⟨
use organized_pieces::changes::{Apply, Changelist};
use organized_pieces::config::StoreConfig;
use organized_pieces::core::coord::{Coord, DIAGONALS, ORTHOGONALS};
use organized_pieces::core::piece::{Player, PieceType, RawType};
use organized_pieces::organized::OrganizedPieces;
use organized_pieces::position::Position;
use organized_pieces::slack::SlackPolicy;
use rand::{Rng, SeedableRng};
use rand_chacha::ChaCha8Rng;

const SPREAD: i64 = 50;

fn usage() -> ! {
    eprintln!("Usage: churn [steps] [--seed <N>] [--editor]");
    std::process::exit(2);
}

fn start_position() -> Position {
    let mut pos = Position::new()
        .with(Coord::new(5, 1), PieceType::new(RawType::King, Player::White))
        .with(Coord::new(5, 8), PieceType::new(RawType::King, Player::Black))
        .with(Coord::new(4, 1), PieceType::new(RawType::Queen, Player::White))
        .with(Coord::new(4, 8), PieceType::new(RawType::Queen, Player::Black));
    for x in 1..=8 {
        pos.insert(Coord::new(x, 2), PieceType::new(RawType::Pawn, Player::White));
        pos.insert(Coord::new(x, 7), PieceType::new(RawType::Pawn, Player::Black));
    }
    pos
}

fn random_square(rng: &mut ChaCha8Rng) -> Coord {
    Coord::new(rng.gen_range(-SPREAD..=SPREAD), rng.gen_range(-SPREAD..=SPREAD))
}

fn main() {
    let args: Vec<String> = std::env::args().collect();
    let mut steps: usize = 10_000;
    let mut seed: u64 = 0;
    let mut editor = false;

    let mut i = 1;
    while i < args.len() {
        match args[i].as_str() {
            "--seed" => {
                let Some(v) = args.get(i + 1) else {
                    eprintln!("--seed requires an integer argument");
                    std::process::exit(2);
                };
                seed = match v.parse() {
                    Ok(s) => s,
                    Err(e) => {
                        eprintln!("invalid --seed {v}: {e}");
                        std::process::exit(2);
                    }
                };
                i += 2;
            }
            "--editor" => {
                editor = true;
                i += 1;
            }
            x if !x.starts_with("--") => {
                steps = match x.parse() {
                    Ok(n) => n,
                    Err(e) => {
                        eprintln!("invalid step count {x}: {e}");
                        std::process::exit(2);
                    }
                };
                i += 1;
            }
            _ => usage(),
        }
    }

    let queens = [
        PieceType::new(RawType::Queen, Player::White),
        PieceType::new(RawType::Queen, Player::Black),
    ];
    let mut cfg = StoreConfig::new()
        .with_editor(editor)
        .with_slides(&ORTHOGONALS)
        .with_slides(&DIAGONALS);
    for q in queens {
        cfg = cfg.with_type(q, SlackPolicy::Promotion);
    }
    let types = [
        queens[0],
        queens[1],
        PieceType::new(RawType::Knight, Player::White),
        PieceType::new(RawType::Pawn, Player::Black),
    ];

    let mut pieces = match OrganizedPieces::allocate(&start_position(), &cfg) {
        Ok(p) => p,
        Err(e) => {
            eprintln!("allocation failed: {e}");
            std::process::exit(1);
        }
    };
    let start_slots = pieces.slot_count();

    let mut rng = ChaCha8Rng::seed_from_u64(seed);
    let (mut adds, mut deletes, mut moves, mut captures) = (0, 0, 0, 0);
    let (mut skipped, mut regenerations) = (0, 0);
    for step in 0..steps {
        let live = pieces.live_count();
        let pick = rng.gen_range(0..3);
        let mut list = if pick == 0 || live == 0 {
            let ty = types[rng.gen_range(0..types.len())];
            let to = random_square(&mut rng);
            if pieces.lookup(to).is_some() {
                skipped += 1;
                continue;
            }
            adds += 1;
            Changelist::new().add(ty, to)
        } else {
            let Some(piece) = pieces.iter_live().nth(rng.gen_range(0..live)) else {
                skipped += 1;
                continue;
            };
            if pick == 1 {
                deletes += 1;
                Changelist::new().delete(piece)
            } else {
                let to = random_square(&mut rng);
                match pieces.piece_at(to) {
                    Some(target) if target.slot == piece.slot => {
                        skipped += 1;
                        continue;
                    }
                    Some(target) => {
                        captures += 1;
                        Changelist::new().capture(piece.slot, piece.coords, target)
                    }
                    None => {
                        moves += 1;
                        Changelist::new().move_piece(piece.slot, piece.coords, to)
                    }
                }
            }
        };

        match list.apply_forward_growing(&mut pieces) {
            Ok(Some(_)) => regenerations += 1,
            Ok(None) => {}
            Err(e) => {
                eprintln!("step {step}: {e}");
                std::process::exit(1);
            }
        }
        // every tenth step is undone and redone
        if step % 10 == 9 {
            let undo = list
                .apply(&mut pieces, Apply::Backward)
                .and_then(|()| list.apply(&mut pieces, Apply::Forward));
            if let Err(e) = undo {
                eprintln!("step {step}: undo/redo failed: {e}");
                std::process::exit(1);
            }
        }
    }

    if let Err(e) = pieces.validate() {
        eprintln!("store corrupted: {e}");
        std::process::exit(1);
    }

    println!("Steps: {steps} (seed {seed}, editor {editor})");
    println!("Adds: {adds}, deletes: {deletes}, moves: {moves}, captures: {captures}");
    println!("Skipped: {skipped}");
    println!("Regenerations: {regenerations} (generation {})", pieces.generation());
    println!("Slots: {start_slots} -> {}", pieces.slot_count());
    println!("Live pieces: {}", pieces.live_count());
    for ty in pieces.types() {
        println!(
            "  {ty}: {} live, {} vacant",
            pieces.count_of(ty),
            pieces.vacancies(ty).len()
        );
    }
    for dir in pieces.directions() {
        println!(
            "  line entries along {}: {}",
            dir.vector(),
            pieces.line_index().entry_count(*dir)
        );
    }
}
⟩
→ **EXERCISE INSTRUCTIONS**: For the word "queens", find all matching lines in the entries above and copy them out.

→ **OUTPUT OF THE EXERCISE**:
    let queens = [
    for q in queens {
        queens[0],
        queens[1],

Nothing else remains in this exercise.